WORK ITEM:
When scanning the data, count every line with "push" in it, and report only the resulting number.

RECORDED INFORMATION:

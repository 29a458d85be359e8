//! Aggregation stage.
//!
//! Travelers are buffered into batches and every batch is shared with one
//! task per aggregation. Each task owns its own term index or digest, so the
//! tasks never contend. Once the input is exhausted the buckets are emitted
//! aggregation by aggregation, in statement order.
use std::sync::Arc;

use async_trait::async_trait;
use tokio::sync::mpsc;
use tdigest::TDigest;
use tokio::task::JoinHandle;
use tracing::{debug, warn};

use crate::backend::send_or_cancel;
use crate::engine::manager::TempKv;
use crate::engine::processors::{emit, recv, ProcessContext, Processor};
use crate::error::{GraphError, Result};
use crate::index::TermIndex;
use crate::model::path::FieldPath;
use crate::model::{AggregationResult, Payload, Traveler, Value};
use crate::query::{Aggregation, AggregationKind};

type Batch = Arc<[Traveler]>;

/// Widest histogram a single aggregation may produce.
pub const MAX_HISTOGRAM_BUCKETS: u64 = 65_536;

const DIGEST_SIZE: usize = 100;

/// Computes a set of named aggregations over the stream.
#[derive(Debug, Clone)]
pub struct Aggregate {
    aggregations: Vec<Aggregation>,
}

impl Aggregate {
    /// Stage computing `aggregations`.
    pub fn new(aggregations: Vec<Aggregation>) -> Self {
        Self { aggregations }
    }
}

fn field_values<'a>(
    batch: &'a [Traveler],
    field: &'a FieldPath,
) -> impl Iterator<Item = Value> + 'a {
    batch.iter().filter_map(move |t| t.resolve(field))
}

fn numbers(value: &Value, out: &mut impl FnMut(f64)) {
    match value {
        Value::List(items) => {
            for item in items {
                numbers(item, out);
            }
        }
        other => {
            if let Some(n) = other.as_f64().filter(|n| n.is_finite()) {
                out(n);
            }
        }
    }
}

fn bucket(name: &str, key: Value, value: f64) -> AggregationResult {
    AggregationResult {
        name: name.to_owned(),
        key,
        value,
    }
}

/// Fixed-width buckets from `floor(min / interval) * interval` through the
/// maximum, including empty buckets between populated ones. Fails when the
/// range would need more than [`MAX_HISTOGRAM_BUCKETS`] buckets.
fn histogram_buckets(
    name: &str,
    interval: f64,
    counts: &[(f64, u64)],
) -> Result<Vec<AggregationResult>> {
    let (Some(&(min, _)), Some(&(max, _))) = (counts.first(), counts.last()) else {
        return Ok(Vec::new());
    };
    let start = (min / interval).floor() * interval;
    let last = ((max - start) / interval).floor();
    if !last.is_finite() || last >= MAX_HISTOGRAM_BUCKETS as f64 {
        return Err(GraphError::InvalidArgument(format!(
            "histogram {name} over [{min}, {max}] with interval {interval} exceeds \
             {MAX_HISTOGRAM_BUCKETS} buckets"
        )));
    }
    let steps = last as u64 + 1;
    let mut out = Vec::with_capacity(steps as usize);
    let mut pending = counts.iter().peekable();
    for step in 0..steps {
        let low = start + step as f64 * interval;
        let high = low + interval;
        let mut count = 0u64;
        while let Some(&&(value, n)) = pending.peek() {
            if value >= high && step + 1 < steps {
                break;
            }
            count += n;
            pending.next();
        }
        out.push(bucket(name, Value::Float(low), count as f64));
    }
    Ok(out)
}

async fn run_aggregation(
    agg: Aggregation,
    kv: Arc<dyn TempKv>,
    mut batches: mpsc::Receiver<Batch>,
) -> Result<Vec<AggregationResult>> {
    let name = agg.name.as_str();
    match &agg.kind {
        AggregationKind::Term { field, size } => {
            let field = FieldPath::parse(field);
            let mut index = TermIndex::new(kv);
            while let Some(batch) = batches.recv().await {
                for value in field_values(&batch, &field) {
                    index.add(&value)?;
                }
            }
            let mut terms = index.term_counts()?;
            if *size > 0 {
                terms.truncate(*size as usize);
            }
            Ok(terms
                .into_iter()
                .map(|(term, count)| bucket(name, term, count as f64))
                .collect())
        }
        AggregationKind::Histogram { field, interval } => {
            let field = FieldPath::parse(field);
            let mut index = TermIndex::new(kv);
            while let Some(batch) = batches.recv().await {
                for value in field_values(&batch, &field) {
                    index.add(&value)?;
                }
            }
            histogram_buckets(name, *interval, &index.numeric_counts()?)
        }
        AggregationKind::Percentile { field, percents } => {
            let field = FieldPath::parse(field);
            let mut digest = TDigest::new_with_size(DIGEST_SIZE);
            while let Some(batch) = batches.recv().await {
                let mut values = Vec::with_capacity(batch.len());
                for value in field_values(&batch, &field) {
                    numbers(&value, &mut |n| values.push(n));
                }
                if !values.is_empty() {
                    digest = digest.merge_unsorted(values);
                }
            }
            if digest.is_empty() {
                return Ok(Vec::new());
            }
            Ok(percents
                .iter()
                .map(|p| bucket(name, Value::Float(*p), digest.estimate_quantile(p / 100.0)))
                .collect())
        }
        AggregationKind::Count => {
            let mut count = 0u64;
            while let Some(batch) = batches.recv().await {
                count += batch.len() as u64;
            }
            Ok(vec![bucket(name, Value::from("count"), count as f64)])
        }
    }
}

#[async_trait]
impl Processor for Aggregate {
    fn name(&self) -> &'static str {
        "Aggregate"
    }

    async fn process(
        &self,
        ctx: ProcessContext,
        mut input: mpsc::Receiver<Traveler>,
        output: mpsc::Sender<Traveler>,
    ) {
        let mut senders = Vec::with_capacity(self.aggregations.len());
        let mut tasks: Vec<(String, JoinHandle<Result<Vec<AggregationResult>>>)> =
            Vec::with_capacity(self.aggregations.len());
        for agg in &self.aggregations {
            let (tx, rx) = mpsc::channel::<Batch>(4);
            senders.push(tx);
            let kv = ctx.manager.open_kv();
            tasks.push((agg.name.clone(), tokio::spawn(run_aggregation(agg.clone(), kv, rx))));
        }

        let size = ctx.config.aggregation_batch_size.max(1);
        let mut batch = Vec::with_capacity(size);
        let mut fed = 0u64;
        loop {
            let next = recv(&ctx, &mut input).await;
            let flush = match &next {
                None => !batch.is_empty(),
                Some(_) => batch.len() >= size,
            };
            if flush {
                let shared: Batch = std::mem::replace(&mut batch, Vec::with_capacity(size)).into();
                fed += shared.len() as u64;
                for tx in &senders {
                    // A closed receiver means that aggregation already failed.
                    if !send_or_cancel(tx, Arc::clone(&shared), &ctx.cancel).await
                        && ctx.cancel.is_cancelled()
                    {
                        return;
                    }
                }
            }
            match next {
                None => break,
                Some(t) if t.is_signal() => {
                    if !emit(&ctx, &output, t).await {
                        return;
                    }
                }
                Some(t) => batch.push(t),
            }
        }
        drop(senders);
        debug!(travelers = fed, aggregations = tasks.len(), "engine.aggregate.indexed");

        for (name, task) in tasks {
            let buckets = match task.await {
                Ok(Ok(buckets)) => buckets,
                Ok(Err(err)) => {
                    warn!(error = %err, aggregation = %name, "engine.aggregate.index_failed");
                    continue;
                }
                Err(err) => {
                    warn!(error = %err, aggregation = %name, "engine.aggregate.task_failed");
                    continue;
                }
            };
            if ctx.cancel.is_cancelled() {
                return;
            }
            for b in buckets {
                let traveler = Traveler::new().with_payload(Payload::Aggregation(b));
                if !emit(&ctx, &output, traveler).await {
                    return;
                }
            }
        }
    }
}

ANSWER SPACE:
5